Anumana, a Massachusetts-based nference portfolio company, has received U.S. Food and Drug Administration (FDA) clearance for its new artificial intelligence (AI) model that identifies signs of low ejection fraction (LEF) in 12-lead electrocardiograms (ECGs).
The ECG-AI LEF algorithm, developed as part of a collaboration with Mayo Clinic in Rochester, Minnesota, was designed to help screen high-risk patients for heart failure. It was built using data from more than 100,000 ECGs and 100,000 echocardiograms and has already been tested in a clinical setting on more than 40,000 patients. The AI model was then validated in a clinical trial involving 16,000 patients, producing a sensitivity of 84.5% and specificity of 83.6% when it came to spotting patients with an ejection fraction less than or equal to 40%.

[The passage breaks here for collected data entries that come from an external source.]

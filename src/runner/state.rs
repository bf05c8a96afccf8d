use serde::{Deserialize, Serialize};
use std::time::Instant;

/// Check execution status
#[derive(Debug, Clone, Serialize, Deserialize, PartialEq)]
#[serde(tag = "type", rename_all = "lowercase")]
pub enum CheckStatus {
    Pending,
    Running,
    Passed,
    Failed { error: String },
    Skipped { reason: String },
}

impl CheckStatus {
    pub fn is_terminal(&self) -> bool {
        matches!(
            self,
            CheckStatus::Passed | CheckStatus::Failed { .. } | CheckStatus::Skipped { .. }
        )
    }
}

/// Diagnostics attached to a reply check
#[derive(Debug, Clone, Default, Serialize, Deserialize, PartialEq)]
#[serde(rename_all = "camelCase")]
pub struct CheckDetails {
    pub matched: Vec<String>,
    pub missed: Vec<String>,
    pub required: usize,
    pub policy: String,
    pub response_len: usize,
    pub attempts: u32,
    pub timed_out: bool,
    pub preview: String,
}

/// State for a single check
#[derive(Debug, Clone)]
pub struct CheckState {
    pub index: usize,
    pub name: String,
    pub status: CheckStatus,
    pub started_at: Option<Instant>,
    pub duration_ms: Option<u64>,
    pub screenshot_path: Option<String>,
    pub details: Option<CheckDetails>,
}

impl CheckState {
    pub fn new(index: usize, name: &str) -> Self {
        Self {
            index,
            name: name.to_string(),
            status: CheckStatus::Pending,
            started_at: None,
            duration_ms: None,
            screenshot_path: None,
            details: None,
        }
    }

    pub fn start(&mut self) {
        self.status = CheckStatus::Running;
        self.started_at = Some(Instant::now());
    }

    pub fn pass(&mut self) {
        self.finish(CheckStatus::Passed);
    }

    pub fn fail(&mut self, error: String) {
        self.finish(CheckStatus::Failed { error });
    }

    pub fn skip(&mut self, reason: String) {
        self.status = CheckStatus::Skipped { reason };
    }

    fn finish(&mut self, status: CheckStatus) {
        self.status = status;
        if let Some(start) = self.started_at {
            self.duration_ms = Some(start.elapsed().as_millis() as u64);
        }
    }

    pub fn to_report(&self) -> CheckReport {
        CheckReport {
            index: self.index,
            name: self.name.clone(),
            status: self.status.clone(),
            duration_ms: self.duration_ms,
            screenshot_path: self.screenshot_path.clone(),
            details: self.details.clone(),
        }
    }
}

#[derive(Debug, Clone, Serialize, Deserialize)]
#[serde(rename_all = "camelCase")]
pub struct CheckReport {
    pub index: usize,
    pub name: String,
    pub status: CheckStatus,
    pub duration_ms: Option<u64>,
    pub screenshot_path: Option<String>,
    #[serde(default, skip_serializing_if = "Option::is_none")]
    pub details: Option<CheckDetails>,
}

#[derive(Debug, Clone, Serialize, Deserialize, PartialEq)]
#[serde(tag = "type", rename_all = "lowercase")]
pub enum SuiteStatus {
    Pending,
    Running,
    Passed,
    Failed,
    Skipped,
    PartiallyPassed { passed: u32, failed: u32 },
}

/// One suite, run inside one remote session
#[derive(Debug, Clone)]
pub struct SuiteState {
    pub suite_name: String,
    pub session_id: Option<String>,
    pub status: SuiteStatus,
    pub checks: Vec<CheckState>,
    pub started_at: Option<Instant>,
    pub total_duration_ms: Option<u64>,
    /// Failure outside any check (provisioning, connection)
    pub error: Option<String>,
}

impl SuiteState {
    pub fn new(name: &str) -> Self {
        Self {
            suite_name: name.to_string(),
            session_id: None,
            status: SuiteStatus::Pending,
            checks: Vec::new(),
            started_at: None,
            total_duration_ms: None,
            error: None,
        }
    }

    pub fn start(&mut self) {
        self.status = SuiteStatus::Running;
        self.started_at = Some(Instant::now());
    }

    /// Append a running check and return its index
    pub fn begin_check(&mut self, name: &str) -> usize {
        let index = self.checks.len();
        let mut check = CheckState::new(index, name);
        check.start();
        self.checks.push(check);
        index
    }

    pub fn check_mut(&mut self, index: usize) -> Option<&mut CheckState> {
        self.checks.get_mut(index)
    }

    pub fn skip(&mut self, reason: &str) {
        self.status = SuiteStatus::Skipped;
        self.error = Some(reason.to_string());
    }

    pub fn finish(&mut self) {
        if let Some(start) = self.started_at {
            self.total_duration_ms = Some(start.elapsed().as_millis() as u64);
        }

        let (passed, failed) = self
            .checks
            .iter()
            .fold((0, 0), |(p, f), check| match check.status {
                CheckStatus::Passed => (p + 1, f),
                CheckStatus::Failed { .. } => (p, f + 1),
                _ => (p, f),
            });

        self.status = if self.error.is_some() && self.checks.is_empty() {
            SuiteStatus::Failed
        } else if failed == 0 && self.error.is_none() {
            SuiteStatus::Passed
        } else if passed == 0 {
            SuiteStatus::Failed
        } else {
            SuiteStatus::PartiallyPassed {
                passed,
                failed: failed.max(1),
            }
        };
    }

    pub fn is_failure(&self) -> bool {
        matches!(
            self.status,
            SuiteStatus::Failed | SuiteStatus::PartiallyPassed { .. }
        )
    }

    pub fn to_report(&self) -> SuiteReport {
        SuiteReport {
            suite_name: self.suite_name.clone(),
            session_id: self.session_id.clone(),
            status: self.status.clone(),
            checks: self.checks.iter().map(|c| c.to_report()).collect(),
            total_duration_ms: self.total_duration_ms,
            error: self.error.clone(),
        }
    }
}

#[derive(Debug, Clone, Serialize, Deserialize)]
#[serde(rename_all = "camelCase")]
pub struct SuiteReport {
    pub suite_name: String,
    pub session_id: Option<String>,
    pub status: SuiteStatus,
    pub checks: Vec<CheckReport>,
    pub total_duration_ms: Option<u64>,
    pub error: Option<String>,
}

impl SuiteReport {
    pub fn is_failure(&self) -> bool {
        matches!(
            self.status,
            SuiteStatus::Failed | SuiteStatus::PartiallyPassed { .. }
        )
    }
}

/// Whole-run state
#[derive(Debug, Clone)]
pub struct RunState {
    pub run_id: String,
    pub suites: Vec<SuiteState>,
    pub started_at: Option<Instant>,
    pub finished_at: Option<Instant>,
}

impl RunState {
    pub fn new(run_id: &str) -> Self {
        Self {
            run_id: run_id.to_string(),
            suites: Vec::new(),
            started_at: None,
            finished_at: None,
        }
    }

    pub fn start(&mut self) {
        self.started_at = Some(Instant::now());
    }

    pub fn add_suite(&mut self, suite: SuiteState) {
        self.suites.push(suite);
    }

    pub fn finish(&mut self) {
        self.finished_at = Some(Instant::now());
    }

    pub fn summary(&self) -> RunSummary {
        let mut summary = RunSummary {
            run_id: self.run_id.clone(),
            total_suites: self.suites.len() as u32,
            ..RunSummary::default()
        };

        for suite in &self.suites {
            if suite.is_failure() {
                summary.failed_suites += 1;
            }
            for check in &suite.checks {
                summary.total_checks += 1;
                match check.status {
                    CheckStatus::Passed => summary.passed += 1,
                    CheckStatus::Failed { .. } => summary.failed += 1,
                    CheckStatus::Skipped { .. } => summary.skipped += 1,
                    _ => {}
                }
            }
        }

        summary.total_duration_ms = self.started_at.map(|start| {
            self.finished_at
                .unwrap_or_else(Instant::now)
                .duration_since(start)
                .as_millis() as u64
        });
        summary
    }

    pub fn to_report(&self) -> RunReport {
        RunReport {
            run_id: self.run_id.clone(),
            suites: self.suites.iter().map(|s| s.to_report()).collect(),
            summary: self.summary(),
        }
    }
}

#[derive(Debug, Clone, Default, Serialize, Deserialize)]
#[serde(rename_all = "camelCase")]
pub struct RunSummary {
    pub run_id: String,
    pub total_suites: u32,
    pub failed_suites: u32,
    pub total_checks: u32,
    pub passed: u32,
    pub failed: u32,
    pub skipped: u32,
    pub total_duration_ms: Option<u64>,
}

impl RunSummary {
    pub fn is_success(&self) -> bool {
        self.failed_suites == 0 && self.failed == 0
    }
}

#[derive(Debug, Clone, Serialize, Deserialize)]
#[serde(rename_all = "camelCase")]
pub struct RunReport {
    pub run_id: String,
    pub suites: Vec<SuiteReport>,
    pub summary: RunSummary,
}
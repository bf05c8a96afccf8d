use crate::detect::DeltaStrategy;
use anyhow::{Context, Result};
use serde::{Deserialize, Serialize};
use std::path::Path;

/// Application configuration
///
/// Layered as defaults, then an optional YAML file, then environment
/// variables. CLI flags are applied on top by the caller.
#[derive(Debug, Clone, Serialize, Deserialize)]
#[serde(rename_all = "camelCase", default)]
pub struct Config {
    /// Landing page of the application under test
    pub base_url: String,

    pub provider: ProviderConfig,

    pub identity: IdentityConfig,

    pub settle: SettleConfig,

    pub detector: DetectorConfig,

    pub greeting: GreetingConfig,

    /// Navigation timeout (ms)
    pub navigation_timeout_ms: u64,

    /// Responses at or below this length fail before keyword scoring
    pub min_response_chars: usize,

    /// Characters of the response kept in failure diagnostics
    pub preview_chars: usize,
}

impl Default for Config {
    fn default() -> Self {
        Self {
            base_url: "https://app.emika.ai".to_string(),
            provider: ProviderConfig::default(),
            identity: IdentityConfig::default(),
            settle: SettleConfig::default(),
            detector: DetectorConfig::default(),
            greeting: GreetingConfig::default(),
            navigation_timeout_ms: 30000,
            min_response_chars: 20,
            preview_chars: 200,
        }
    }
}

/// Remote session provider settings
#[derive(Debug, Clone, Serialize, Deserialize)]
#[serde(rename_all = "camelCase", default)]
pub struct ProviderConfig {
    pub api_base: String,
    /// Bearer credential; normally supplied through `SEAT_TOKEN`
    #[serde(skip_serializing)]
    pub seat_token: Option<String>,
    pub request_timeout_ms: u64,
}

impl Default for ProviderConfig {
    fn default() -> Self {
        Self {
            api_base: "https://api.emika.ai/seat-skills/browserbase".to_string(),
            seat_token: None,
            request_timeout_ms: 30000,
        }
    }
}

/// Defaults for generated sign-up identities
#[derive(Debug, Clone, Serialize, Deserialize)]
#[serde(rename_all = "camelCase", default)]
pub struct IdentityConfig {
    pub email_domain: String,
    pub password: String,
    pub workspace_prefix: String,
    pub user_role: String,
    pub assistant_role: String,
}

impl Default for IdentityConfig {
    fn default() -> Self {
        Self {
            email_domain: "emika-test.com".to_string(),
            password: "TestPass123!@#".to_string(),
            workspace_prefix: "TestWS".to_string(),
            user_role: "Founder".to_string(),
            assistant_role: "Executive Assistant".to_string(),
        }
    }
}

/// Settle periods (ms) applied after UI actions
#[derive(Debug, Clone, Serialize, Deserialize)]
#[serde(rename_all = "camelCase", default)]
pub struct SettleConfig {
    pub after_load_ms: u64,
    pub after_step_ms: u64,
    pub after_pick_ms: u64,
    pub after_back_ms: u64,
    pub after_confirm_ms: u64,
    pub after_activation_ms: u64,
}

impl Default for SettleConfig {
    fn default() -> Self {
        Self {
            after_load_ms: 2000,
            after_step_ms: 3000,
            after_pick_ms: 500,
            after_back_ms: 2000,
            after_confirm_ms: 10000,
            after_activation_ms: 15000,
        }
    }
}

/// Response detection tuning
#[derive(Debug, Clone, Serialize, Deserialize)]
#[serde(rename_all = "camelCase", default)]
pub struct DetectorConfig {
    pub max_attempts: u32,
    pub poll_interval_ms: u64,
    /// Busy markers are ignored from this attempt on
    pub late_cutoff: u32,
    /// Delta must be longer than this to be accepted
    pub min_delta_chars: usize,
    pub busy_markers: Vec<String>,
    /// Pause after scrolling to reveal a hidden chat input
    pub reveal_settle_ms: u64,
    pub delta_strategy: DeltaStrategy,
}

impl Default for DetectorConfig {
    fn default() -> Self {
        Self {
            max_attempts: 24,
            poll_interval_ms: 5000,
            late_cutoff: 20,
            min_delta_chars: 30,
            busy_markers: vec!["is typing".to_string(), "is thinking".to_string()],
            reveal_settle_ms: 1000,
            delta_strategy: DeltaStrategy::RemovePrior,
        }
    }
}

/// Initial greeting wait
#[derive(Debug, Clone, Serialize, Deserialize)]
#[serde(rename_all = "camelCase", default)]
pub struct GreetingConfig {
    pub max_attempts: u32,
    pub poll_interval_ms: u64,
    pub markers: Vec<String>,
    /// Extra pause once the greeting showed up
    pub settle_ms: u64,
}

impl Default for GreetingConfig {
    fn default() -> Self {
        Self {
            max_attempts: 12,
            poll_interval_ms: 5000,
            markers: ["I'm", "Hey", "Hello", "Welcome"]
                .iter()
                .map(|s| s.to_string())
                .collect(),
            settle_ms: 5000,
        }
    }
}

impl Config {
    /// Load configuration: defaults, optional YAML file, environment
    pub fn load(path: Option<&Path>) -> Result<Self> {
        let mut config = match path {
            Some(p) => {
                let content = std::fs::read_to_string(p)
                    .with_context(|| format!("Failed to read config file {}", p.display()))?;
                Self::from_yaml(&content)
                    .with_context(|| format!("Invalid config file {}", p.display()))?
            }
            None => Self::default(),
        };
        config.apply_env(|key| std::env::var(key).ok());
        Ok(config)
    }

    pub fn from_yaml(content: &str) -> Result<Self> {
        Ok(serde_yaml::from_str(content)?)
    }

    /// Apply environment overrides through a lookup function
    pub fn apply_env<F>(&mut self, lookup: F)
    where
        F: Fn(&str) -> Option<String>,
    {
        if let Some(token) = lookup("SEAT_TOKEN").filter(|t| !t.is_empty()) {
            self.provider.seat_token = Some(token);
        }
        if let Some(url) = lookup("CHATFLOW_BASE_URL") {
            self.base_url = url;
        }
        if let Some(url) = lookup("CHATFLOW_PROVIDER_URL") {
            self.provider.api_base = url;
        }
        if let Some(v) = lookup("CHATFLOW_POLL_INTERVAL_MS").and_then(|v| v.parse().ok()) {
            self.detector.poll_interval_ms = v;
        }
        if let Some(v) = lookup("CHATFLOW_MAX_ATTEMPTS").and_then(|v| v.parse().ok()) {
            self.detector.max_attempts = v;
        }
    }
}
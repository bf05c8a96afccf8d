//! In-memory provider used by unit tests

use anyhow::Result;
use async_trait::async_trait;
use std::sync::Mutex;

use super::{ProvisionError, RemoteSession, SessionProvider};

#[derive(Default)]
pub struct CountingProvider {
    fail_create: bool,
    fail_destroy: bool,
    created: Mutex<u32>,
    destroyed: Mutex<Vec<String>>,
}

impl CountingProvider {
    pub fn new() -> Self {
        Self::default()
    }

    pub fn failing() -> Self {
        Self {
            fail_create: true,
            ..Self::default()
        }
    }

    pub fn with_failing_destroy(mut self) -> Self {
        self.fail_destroy = true;
        self
    }

    pub fn created(&self) -> u32 {
        *self.created.lock().unwrap()
    }

    pub fn destroyed(&self) -> Vec<String> {
        self.destroyed.lock().unwrap().clone()
    }
}

#[async_trait]
impl SessionProvider for CountingProvider {
    async fn create(&self, _purpose: &str) -> Result<RemoteSession> {
        if self.fail_create {
            return Err(ProvisionError::MissingConnectUrl {
                payload: r#"{"error":"quota"}"#.to_string(),
            }
            .into());
        }
        let mut created = self.created.lock().unwrap();
        *created += 1;
        Ok(RemoteSession {
            id: format!("session-{}", *created),
            connect_url: format!("ws://localhost:9222/session-{}", *created),
            created_at: chrono::Utc::now(),
        })
    }

    async fn destroy(&self, session_id: &str) -> Result<serde_json::Value> {
        self.destroyed.lock().unwrap().push(session_id.to_string());
        if self.fail_destroy {
            anyhow::bail!("provider unavailable");
        }
        Ok(serde_json::json!({ "ok": true }))
    }
}
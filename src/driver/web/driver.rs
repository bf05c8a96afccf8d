//! Page driver backed by Playwright
//!
//! Connects to a remote Chromium over CDP (the endpoint handed out by the
//! session provider) and drives the first page of its default context.

use anyhow::{Context, Result};
use async_trait::async_trait;
use playwright::api::{Browser, DocumentLoadState, Page};
use playwright::Playwright;
use std::path::Path;
use std::sync::Arc;
use tokio::sync::Mutex;

use crate::driver::traits::{LoadPolicy, PageConnector, PageDriver, Selector};

/// One remote page driven through Playwright
pub struct WebPage {
    #[allow(dead_code)]
    playwright: Arc<Playwright>,
    browser: Browser,
    page: Arc<Mutex<Page>>,
}

impl WebPage {
    /// Connect to a remote browser over CDP and attach to its first page
    pub async fn connect(endpoint: &str) -> Result<Self> {
        let playwright = Playwright::initialize()
            .await
            .context("Failed to initialize Playwright")?;

        log::debug!("Connecting to remote browser over CDP");
        let browser = playwright
            .chromium()
            .connect_over_cdp_builder(endpoint)
            .connect_over_cdp()
            .await
            .context("Failed to connect to remote browser")?;

        // Remote sessions come with a context and a blank page already open
        let context = match browser.contexts()?.into_iter().next() {
            Some(ctx) => ctx,
            None => browser.context_builder().build().await?,
        };

        let page = match context.pages().unwrap_or_default().into_iter().next() {
            Some(p) => p,
            None => context.new_page().await?,
        };

        Ok(Self {
            playwright: Arc::new(playwright),
            browser,
            page: Arc::new(Mutex::new(page)),
        })
    }
}

/// Opens [`WebPage`]s for provisioned sessions
#[derive(Debug, Default, Clone, Copy)]
pub struct PlaywrightConnector;

#[async_trait]
impl PageConnector for PlaywrightConnector {
    async fn connect(&self, endpoint: &str) -> Result<Box<dyn PageDriver>> {
        Ok(Box::new(WebPage::connect(endpoint).await?))
    }
}

fn load_state(policy: LoadPolicy) -> DocumentLoadState {
    match policy {
        LoadPolicy::DomContentLoaded => DocumentLoadState::DomContentLoaded,
        LoadPolicy::Load => DocumentLoadState::Load,
        LoadPolicy::NetworkIdle => DocumentLoadState::NetworkIdle,
    }
}

#[async_trait]
impl PageDriver for WebPage {
    async fn navigate(&self, url: &str, policy: LoadPolicy, timeout_ms: u64) -> Result<()> {
        let page = self.page.lock().await;
        page.goto_builder(url)
            .wait_until(load_state(policy))
            .timeout(timeout_ms as f64)
            .goto()
            .await
            .with_context(|| format!("Failed to navigate to {}", url))?;
        Ok(())
    }

    async fn fill(&self, selector: &Selector, value: &str) -> Result<()> {
        let page = self.page.lock().await;
        let sel = selector.to_playwright();
        page.fill_builder(&sel, value)
            .fill()
            .await
            .with_context(|| format!("Failed to fill: {}", sel))?;
        Ok(())
    }

    async fn click(&self, selector: &Selector) -> Result<()> {
        let page = self.page.lock().await;
        let sel = selector.to_playwright();
        page.click_builder(&sel)
            .click()
            .await
            .with_context(|| format!("Failed to click: {}", sel))?;
        Ok(())
    }

    async fn click_nth(&self, selector: &Selector, index: usize) -> Result<()> {
        let page = self.page.lock().await;
        let sel = selector.to_playwright();
        let elements = page.query_selector_all(&sel).await?;
        match elements.get(index) {
            Some(el) => {
                el.click_builder().click().await?;
                Ok(())
            }
            None => anyhow::bail!("Element not found: {} at index {}", sel, index),
        }
    }

    async fn press(&self, selector: &Selector, key: &str) -> Result<()> {
        let page = self.page.lock().await;
        let sel = selector.to_playwright();
        page.click_builder(&sel).click().await?;
        page.keyboard.down(key).await?;
        page.keyboard.up(key).await?;
        Ok(())
    }

    async fn exists(&self, selector: &Selector) -> Result<bool> {
        let page = self.page.lock().await;
        let found = page.query_selector(&selector.to_playwright()).await?;
        Ok(found.is_some())
    }

    async fn read_text(&self, selector: &Selector) -> Result<String> {
        let page = self.page.lock().await;
        match page.query_selector(&selector.to_playwright()).await? {
            Some(el) => Ok(el.text_content().await?.unwrap_or_default()),
            None => Ok(String::new()),
        }
    }

    async fn read_all_texts(&self, selector: &Selector) -> Result<Vec<String>> {
        let page = self.page.lock().await;
        let elements = page.query_selector_all(&selector.to_playwright()).await?;
        let mut texts = Vec::with_capacity(elements.len());
        for el in elements {
            texts.push(el.text_content().await?.unwrap_or_default());
        }
        Ok(texts)
    }

    async fn attribute(&self, selector: &Selector, name: &str) -> Result<Option<String>> {
        let page = self.page.lock().await;
        match page.query_selector(&selector.to_playwright()).await? {
            Some(el) => Ok(el.get_attribute(name).await?),
            None => Ok(None),
        }
    }

    async fn evaluate(&self, script: &str, arg: serde_json::Value) -> Result<serde_json::Value> {
        let page = self.page.lock().await;
        let value = page
            .evaluate::<serde_json::Value, serde_json::Value>(script, arg)
            .await?;
        Ok(value)
    }

    async fn evaluate_on(
        &self,
        selector: &Selector,
        script: &str,
    ) -> Result<Option<serde_json::Value>> {
        let page = self.page.lock().await;
        let sel = selector.to_playwright();
        if page.query_selector(&sel).await?.is_none() {
            return Ok(None);
        }
        let value = page
            .evaluate_on_selector::<serde_json::Value, serde_json::Value>(&sel, script, None)
            .await?;
        Ok(Some(value))
    }

    async fn current_url(&self) -> Result<String> {
        let page = self.page.lock().await;
        Ok(page.url()?)
    }

    async fn screenshot(&self, path: &Path) -> Result<()> {
        let page = self.page.lock().await;
        if let Some(parent) = path.parent() {
            std::fs::create_dir_all(parent)?;
        }
        page.screenshot_builder()
            .path(path.to_path_buf())
            .screenshot()
            .await?;
        Ok(())
    }

    async fn sleep(&self, ms: u64) {
        tokio::time::sleep(tokio::time::Duration::from_millis(ms)).await;
    }

    async fn close(&self) -> Result<()> {
        self.browser
            .close()
            .await
            .context("Failed to close remote browser")?;
        Ok(())
    }
}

“Anumana’s ECG-AI LEF fills an important unmet need—the lack of an easily accessible point-of-care, noninvasive, and inexpensive tool to screen for a weak heart pump,” Paul Friedman, MD, chair of the department of cardiovascular medicine at Mayo Clinic and chair of the Anumana Board of Advisors, said in a prepared statement. “It allows identification of otherwise hidden disease, for which many effective, lifesaving treatments are available—once the presence of the disease is known.”